Est-il nécessaire qu’un site distant sache si un autre site n’est plus présent ? Quels sont les débits des liens ?

Il est également possible de minimiser la bande passante utilisée pour rien : en effet, avec un routage dynamique, si un site devient inaccessible, l’information est remontée dans le réseau vers tous les autres sites. Ceux-ci n’émettront plus de paquets vers ce site jusqu’à ce qu’ils reçoivent une information selon laquelle le site est de nouveau opérationnel. Dans un routage statique, l’information n’étant pas remontée, les sites continuent d’émettre pour le site hors service, les paquets utilisent la bande passante du réseau pour ne finalement pas aboutir !

Quand les liens d’interconnexion des routeurs présentent des bandes passantes restreintes ont pourrait donc être tenté de mettre en place un routage dynamique pour s’affranchir de ce problème.

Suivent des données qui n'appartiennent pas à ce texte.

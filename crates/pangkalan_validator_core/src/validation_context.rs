use std::cell::Cell;

use pangkalan_model::BoundingBox;

pub const DEFAULT_FEATURE_COUNT_WARNING_THRESHOLD: usize = 1000;

thread_local! {
    static REGION_BOUNDS: Cell<Option<BoundingBox>> = const { Cell::new(Some(BoundingBox::INDONESIA)) };
    static FEATURE_COUNT_WARNING_THRESHOLD: Cell<usize> =
        const { Cell::new(DEFAULT_FEATURE_COUNT_WARNING_THRESHOLD) };
}

pub struct RegionBoundsGuard {
    previous: Option<BoundingBox>,
}

impl Drop for RegionBoundsGuard {
    fn drop(&mut self) {
        REGION_BOUNDS.with(|cell| cell.set(self.previous));
    }
}

/// Overrides the service region for the current thread. `None` turns the
/// region check off; the previous value is restored when the guard drops.
pub fn set_region_bounds(bounds: Option<BoundingBox>) -> RegionBoundsGuard {
    let previous = REGION_BOUNDS.with(|cell| cell.replace(bounds));
    RegionBoundsGuard { previous }
}

pub fn region_bounds() -> Option<BoundingBox> {
    REGION_BOUNDS.with(|cell| cell.get())
}

pub struct FeatureCountThresholdGuard {
    previous: usize,
}

impl Drop for FeatureCountThresholdGuard {
    fn drop(&mut self) {
        FEATURE_COUNT_WARNING_THRESHOLD.with(|cell| cell.set(self.previous));
    }
}

pub fn set_feature_count_warning_threshold(threshold: usize) -> FeatureCountThresholdGuard {
    let previous = FEATURE_COUNT_WARNING_THRESHOLD.with(|cell| cell.replace(threshold));
    FeatureCountThresholdGuard { previous }
}

pub fn feature_count_warning_threshold() -> usize {
    FEATURE_COUNT_WARNING_THRESHOLD.with(|cell| cell.get())
}

#[cfg(test)]
mod tests {
    use super::*;

    #[test]
    fn guards_restore_previous_values() {
        assert_eq!(region_bounds(), Some(BoundingBox::INDONESIA));
        {
            let _guard = set_region_bounds(None);
            assert_eq!(region_bounds(), None);
            {
                let _inner = set_feature_count_warning_threshold(5);
                assert_eq!(feature_count_warning_threshold(), 5);
            }
            assert_eq!(
                feature_count_warning_threshold(),
                DEFAULT_FEATURE_COUNT_WARNING_THRESHOLD
            );
        }
        assert_eq!(region_bounds(), Some(BoundingBox::INDONESIA));
    }
}
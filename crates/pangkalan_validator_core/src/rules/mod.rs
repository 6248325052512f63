use std::fmt;

use crate::{NoticeSeverity, ValidationNotice, ValidatorRunner};

pub mod collection_size;
pub mod duplicate_name;
pub mod feature;
pub mod geometry;
pub mod properties;

pub use collection_size::CollectionSizeValidator;
pub use duplicate_name::DuplicateNameValidator;
pub use feature::{validate_feature, FeatureValidator};
pub use geometry::validate_geometry;
pub use properties::validate_properties;

/// Validators in the order their notices are reported: collection-level
/// warnings, then per-feature errors, then duplicate names.
pub fn default_runner() -> ValidatorRunner {
    let mut runner = ValidatorRunner::new();
    runner.register(CollectionSizeValidator);
    runner.register(FeatureValidator);
    runner.register(DuplicateNameValidator);
    runner
}

/// Position of a feature inside the collection, shown to users one-based
/// as `Feature 3`.
#[derive(Debug, Clone, Copy, PartialEq, Eq)]
pub struct FeatureLabel {
    index: usize,
}

impl FeatureLabel {
    pub fn new(index: usize) -> Self {
        Self { index }
    }

    pub(crate) fn error(
        &self,
        code: &str,
        field: Option<&str>,
        message: impl fmt::Display,
    ) -> ValidationNotice {
        ValidationNotice::new(code, NoticeSeverity::Error, format!("{}: {}", self, message))
            .with_location(self.index, field)
    }
}

impl fmt::Display for FeatureLabel {
    fn fmt(&self, f: &mut fmt::Formatter<'_>) -> fmt::Result {
        write!(f, "Feature {}", self.index + 1)
    }
}

#[cfg(test)]
mod tests {
    use super::*;

    #[test]
    fn label_is_one_based() {
        assert_eq!(FeatureLabel::new(0).to_string(), "Feature 1");
        assert_eq!(FeatureLabel::new(41).to_string(), "Feature 42");
    }

    #[test]
    fn default_runner_registers_every_rule() {
        assert_eq!(default_runner().len(), 3);
    }
}
#![no_main]
use libfuzzer_sys::fuzz_target;
use pangkalan_core::{default_runner, load_document, validate_text};

fuzz_target!(|data: &[u8]| {
    let Ok(text) = std::str::from_utf8(data) else {
        return;
    };
    let outcome = validate_text(text, &default_runner());
    let loaded = load_document(text);
    // Anything without errors must survive sanitizing and conversion.
    assert_eq!(outcome.is_valid() && outcome.document.is_some(), loaded.is_ok());
});
impl PropertiesInput {
    fn from_value(value: &Value) -> Option<Self> {
        let map = value.as_object()?;
        Some(Self {
            name: read_member(map, keys::NAME, as_text),
            category: read_member(map, keys::CATEGORY, as_text),
            busy_hours: read_member(map, keys::BUSY_HOURS, as_text),
            density_level: read_member(map, keys::DENSITY_LEVEL, as_number),
            security_level: read_member(map, keys::SECURITY_LEVEL, as_number),
            internet_access: read_member(map, keys::INTERNET_ACCESS, as_number),
            comfort_level: read_member(map, keys::COMFORT_LEVEL, as_number),
            facilities: read_member(map, keys::FACILITIES, as_text),
            address: read_member(map, keys::ADDRESS, as_text),
            other: remaining_members(map, &PROPERTY_KEYS),
        })
    }

    /// Required text members in report order.
    pub fn text_fields(&self) -> [(&'static str, &Field<String>); 5] {
        [
            (keys::NAME, &self.name),
            (keys::CATEGORY, &self.category),
            (keys::BUSY_HOURS, &self.busy_hours),
            (keys::FACILITIES, &self.facilities),
            (keys::ADDRESS, &self.address),
        ]
    }

    pub fn text_fields_mut(&mut self) -> [(&'static str, &mut Field<String>); 5] {
        [
            (keys::NAME, &mut self.name),
            (keys::CATEGORY, &mut self.category),
            (keys::BUSY_HOURS, &mut self.busy_hours),
            (keys::FACILITIES, &mut self.facilities),
            (keys::ADDRESS, &mut self.address),
        ]
    }

    /// 1-5 rating members in report order.
    pub fn rating_fields(&self) -> [(&'static str, &Field<f64>); 4] {
        [
            (keys::DENSITY_LEVEL, &self.density_level),
            (keys::SECURITY_LEVEL, &self.security_level),
            (keys::INTERNET_ACCESS, &self.internet_access),
            (keys::COMFORT_LEVEL, &self.comfort_level),
        ]
    }

    pub fn rating_fields_mut(&mut self) -> [(&'static str, &mut Field<f64>); 4] {
        [
            (keys::DENSITY_LEVEL, &mut self.density_level),
            (keys::SECURITY_LEVEL, &mut self.security_level),
            (keys::INTERNET_ACCESS, &mut self.internet_access),
            (keys::COMFORT_LEVEL, &mut self.comfort_level),
        ]
    }

    fn to_value(&self) -> Value {
        let mut map = Map::new();
        self.name.write_into(&mut map, keys::NAME, text_value);
        self.category.write_into(&mut map, keys::CATEGORY, text_value);
        self.busy_hours
            .write_into(&mut map, keys::BUSY_HOURS, text_value);
        self.density_level
            .write_into(&mut map, keys::DENSITY_LEVEL, number_value);
        self.security_level
            .write_into(&mut map, keys::SECURITY_LEVEL, number_value);
        self.internet_access
            .write_into(&mut map, keys::INTERNET_ACCESS, number_value);
        self.comfort_level
            .write_into(&mut map, keys::COMFORT_LEVEL, number_value);
        self.facilities
            .write_into(&mut map, keys::FACILITIES, text_value);
        self.address.write_into(&mut map, keys::ADDRESS, text_value);
        map.extend(self.other.clone());
        Value::Object(map)
    }
}

/// Raised when a document that did not pass validation is converted into
/// the typed model.
#[derive(Debug, thiserror::Error)]
#[error("feature {position}: {field}: {reason}")]
pub struct ConversionError {
    /// One-based, matching the diagnostic labels.
    pub position: usize,
    pub field: &'static str,
    pub reason: String,
}

impl ConversionError {
    fn new(index: usize, field: &'static str, reason: impl Into<String>) -> Self {
        Self {
            position: index + 1,
            field,
            reason: reason.into(),
        }
    }

    fn from_model(index: usize, field: &'static str, error: ModelParseError) -> Self {
        Self::new(index, field, error.to_string())
    }
}

impl TryFrom<&DocumentInput> for LocationDocument {
    type Error = ConversionError;

    fn try_from(input: &DocumentInput) -> Result<Self, Self::Error> {
        let mut features = Vec::with_capacity(input.features.len());
        for (index, feature) in input.features.iter().enumerate() {
            features.push(convert_feature(index, feature)?);
        }
        let mut document = LocationDocument::new(features);
        document.extra = to_btree(&input.other);
        Ok(document)
    }
}

fn to_btree(map: &Map<String, Value>) -> BTreeMap<String, Value> {
    map.iter()
        .map(|(key, value)| (key.clone(), value.clone()))
        .collect()
}

fn convert_feature(
    index: usize,
    feature: &Field<FeatureInput>,
) -> Result<LocationRecord, ConversionError> {
    let feature = feature
        .present()
        .filter(|feature| feature.is_feature())
        .ok_or_else(|| ConversionError::new(index, TYPE_KEY, "not a Feature object"))?;

    let geometry = feature
        .geometry
        .present()
        .filter(|geometry| geometry.kind.present().map(String::as_str) == Some(POINT_TYPE))
        .ok_or_else(|| ConversionError::new(index, GEOMETRY_KEY, "not a Point geometry"))?;
    let coordinates = match geometry.coordinates.present().map(Vec::as_slice) {
        Some([Field::Present(lng), Field::Present(lat)]) => PointGeometry::new(*lng, *lat),
        _ => {
            return Err(ConversionError::new(
                index,
                COORDINATES_KEY,
                "expected [longitude, latitude]",
            ))
        }
    };

    let properties = feature
        .properties
        .present()
        .ok_or_else(|| ConversionError::new(index, PROPERTIES_KEY, "missing properties"))?;
    let text = |field: &Field<String>, key: &'static str| {
        field
            .present()
            .cloned()
            .ok_or_else(|| ConversionError::new(index, key, "missing text"))
    };
    let rating = |field: &Field<f64>, key: &'static str| {
        let value = field
            .present()
            .copied()
            .filter(|value| value.fract() == 0.0)
            .ok_or_else(|| ConversionError::new(index, key, "missing whole number"))?;
        Rating::new(value as i64).map_err(|err| ConversionError::from_model(index, key, err))
    };

    let category_text = text(&properties.category, keys::CATEGORY)?;
    let busy_hours_text = text(&properties.busy_hours, keys::BUSY_HOURS)?;
    let attributes = LocationAttributes {
        name: text(&properties.name, keys::NAME)?,
        category: category_text
            .parse::<Category>()
            .map_err(|err| ConversionError::from_model(index, keys::CATEGORY, err))?,
        busy_hours: BusyHours::parse(&busy_hours_text)
            .map_err(|err| ConversionError::from_model(index, keys::BUSY_HOURS, err))?,
        density_level: rating(&properties.density_level, keys::DENSITY_LEVEL)?,
        security_level: rating(&properties.security_level, keys::SECURITY_LEVEL)?,
        internet_access: rating(&properties.internet_access, keys::INTERNET_ACCESS)?,
        comfort_level: rating(&properties.comfort_level, keys::COMFORT_LEVEL)?,
        facilities: text(&properties.facilities, keys::FACILITIES)?,
        address: text(&properties.address, keys::ADDRESS)?,
        extra: to_btree(&properties.other),
    };

    let mut record = LocationRecord::new(attributes, coordinates);
    record.extra = to_btree(&feature.other);
    Ok(record)
}
use std::fs;
use std::path::{Path, PathBuf};

use pangkalan_core::{
    default_runner, generate_sample, load_document, sanitize, set_region_bounds, validate_document,
    validate_text, DocumentInput, NoticeSeverity,
};
use serde_json::{json, Value};

fn project_root() -> PathBuf {
    Path::new(env!("CARGO_MANIFEST_DIR"))
        .parent() // crates/
        .unwrap()
        .parent() // root
        .unwrap()
        .to_path_buf()
}

fn test_data_root() -> PathBuf {
    project_root().join("test-data")
}

fn geojson_files(dir: &Path) -> Vec<PathBuf> {
    let mut files: Vec<_> = fs::read_dir(dir)
        .unwrap()
        .map(|entry| entry.unwrap().path())
        .filter(|path| path.extension().is_some_and(|ext| ext == "geojson"))
        .collect();
    files.sort();
    files
}

fn location(name: &str) -> Value {
    json!({
        "type": "Feature",
        "properties": {
            "nama_lokasi": name,
            "jenis_lokasi": "Terminal",
            "jam_ramainya": "06:00 - 10:00",
            "tingkat_kepadatan": 3,
            "tingkat_keamanan": 3,
            "akses_internet": 3,
            "kenyamanan": 3,
            "fasilitas": "Halte",
            "alamat": "Jl. Contoh"
        },
        "geometry": {"type": "Point", "coordinates": [106.8, -6.2]}
    })
}

fn collection(features: Vec<Value>) -> Value {
    json!({"type": "FeatureCollection", "features": features})
}

#[test]
fn test_valid_files() {
    let files = geojson_files(&test_data_root().join("valid"));
    assert!(!files.is_empty(), "no valid fixtures found");

    for path in files {
        let text = fs::read_to_string(&path).unwrap();
        let outcome = validate_text(&text, &default_runner());
        let errors = outcome.notices.messages(NoticeSeverity::Error);
        assert!(errors.is_empty(), "{:?} rejected: {:#?}", path, errors);
        assert!(load_document(&text).is_ok(), "{:?} failed to load", path);
    }
}

#[test]
fn test_invalid_files() {
    let files = geojson_files(&test_data_root().join("invalid"));
    assert!(!files.is_empty(), "no invalid fixtures found");

    for path in files {
        let text = fs::read_to_string(&path).unwrap();
        let outcome = validate_text(&text, &default_runner());
        assert!(
            outcome.notices.has_errors(),
            "{:?} was expected to be rejected",
            path
        );
        assert!(load_document(&text).is_err());
    }
}

#[test]
fn test_broken_properties_report_every_error() {
    let path = test_data_root().join("invalid/broken_properties.geojson");
    let value: Value = serde_json::from_str(&fs::read_to_string(path).unwrap()).unwrap();
    let result = validate_document(&value);

    assert_eq!(
        result.errors,
        vec![
            "Feature 1: fasilitas must not be empty",
            "Feature 1: alamat must not be empty",
            "Feature 1: jenis_lokasi 'Restoran' is not valid. Allowed categories: Terminal, Minimarket, Perumahan, Mall, Stasiun, Pinggir jalan, Universitas, Mesjid, SPBU, Sekolah, Bank, Warkop, Cafe",
            "Feature 1: tingkat_kepadatan must be between 1 and 5",
            "Feature 1: tingkat_keamanan must be a number",
            "Feature 1: akses_internet must be a whole number",
            "Feature 1: jam_ramainya has an invalid format. Example: \"06:00 - 10:00\" or \"06:00 - 10:00 & 16:00 - 20:00\"",
        ]
    );
}

#[test]
fn test_missing_collection_type_is_single_error() {
    let result = validate_document(&json!({"features": [location("A")]}));
    assert!(!result.is_valid);
    assert_eq!(result.errors.len(), 1);
    assert!(result.warnings.is_empty());
}

#[test]
fn test_errors_are_ordered_by_feature() {
    let mut second = location("B");
    second["geometry"]["coordinates"] = json!([150.0, -6.2]);
    let mut third = location("C");
    third["properties"]["kenyamanan"] = json!(0);

    let result = validate_document(&collection(vec![location("A"), second, third]));
    assert_eq!(
        result.errors,
        vec![
            "Feature 2: coordinates are outside the Indonesia region",
            "Feature 3: kenyamanan must be between 1 and 5",
        ]
    );
}

#[test]
fn test_validation_is_deterministic() {
    let mut broken = location("A");
    broken["properties"]["tingkat_kepadatan"] = json!(9);
    let document = collection(vec![broken, location("A"), json!("not a feature")]);

    let first = validate_document(&document);
    for _ in 0..10 {
        assert_eq!(validate_document(&document), first);
    }
}

#[test]
fn test_duplicate_names_are_a_warning_only() {
    let result = validate_document(&collection(vec![
        location("A"),
        location("B"),
        location("A"),
    ]));
    assert!(result.is_valid);
    assert_eq!(result.warnings.len(), 1);
    assert!(result.warnings[0].contains('A'));
    assert!(!result.warnings[0].contains('B'));
}

#[test]
fn test_sanitize_is_idempotent_on_fixtures() {
    for path in geojson_files(&test_data_root().join("valid")) {
        let value: Value = serde_json::from_str(&fs::read_to_string(&path).unwrap()).unwrap();
        let document = DocumentInput::from_value(&value).unwrap();
        let once = sanitize(&document);
        assert_eq!(sanitize(&once), once, "{:?}", path);
    }
}

#[test]
fn test_sanitize_clamps_comfort_level() {
    let mut high = location("A");
    high["properties"]["kenyamanan"] = json!(9.6);
    let mut low = location("B");
    low["properties"]["kenyamanan"] = json!(-3);

    let document = DocumentInput::from_value(&collection(vec![high, low])).unwrap();
    let sanitized = sanitize(&document).to_value();
    assert_eq!(sanitized["features"][0]["properties"]["kenyamanan"], 5);
    assert_eq!(sanitized["features"][1]["properties"]["kenyamanan"], 1);
}

#[test]
fn test_sanitize_keeps_unknown_members() {
    let path = test_data_root().join("valid/jakarta.geojson");
    let loaded = load_document(&fs::read_to_string(path).unwrap()).unwrap();
    let value = loaded.to_value();
    assert_eq!(value["name"], "Pangkalan Jakarta");
    assert_eq!(value["features"][2]["id"], "wb-01");
}

#[test]
fn test_makassar_fixture_is_normalized() {
    let path = test_data_root().join("valid/makassar.geojson");
    let loaded = load_document(&fs::read_to_string(path).unwrap()).unwrap();
    let record = &loaded.document.features[0];
    assert_eq!(record.name(), "Pangkalan Unhas");
    assert_eq!(record.properties.comfort_level.value(), 4);
}

#[test]
fn test_sample_round_trip() {
    let value: Value = serde_json::from_str(&generate_sample()).unwrap();
    let result = validate_document(&value);
    assert!(result.is_valid);
    assert!(result.errors.is_empty());
}

#[test]
fn test_region_check_can_be_disabled() {
    let path = test_data_root().join("invalid/outside_region.geojson");
    let text = fs::read_to_string(path).unwrap();
    assert!(load_document(&text).is_err());

    let _guard = set_region_bounds(None);
    assert!(load_document(&text).is_ok());
}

Mais attention, ce gain apparent sur la bande passante est un leurre ! Car les protocoles de routage générent eux-mêmes du trafic ! En effet pour construire leurs tables de routage, ils émettent des mises à jour (updates). Ces « updates » utilisent une bande passante en continu dans le réseau. Alors ? Vaut-il mieux utiliser abusivement mais occasionnellement la bande passante en cas de défaut d’un site, ou utiliser cette bande passante en continu par les protocoles de routage ? J’entends des neurones qui s’entre-choquent et des dents qui claquent …

Par expérience, il est plus pénalisant pour la bande passante d’implémenter un protocole de routage que de mettre en place un routage statique. Donc si vous avez de très petites bandes passantes (de moins en moins fréquents depuis la chute impressionante du prix du Kilo bits par secondes) mettez en place un routage statique.

Mais la bande passante n’est pas l’argument le plus pertinent …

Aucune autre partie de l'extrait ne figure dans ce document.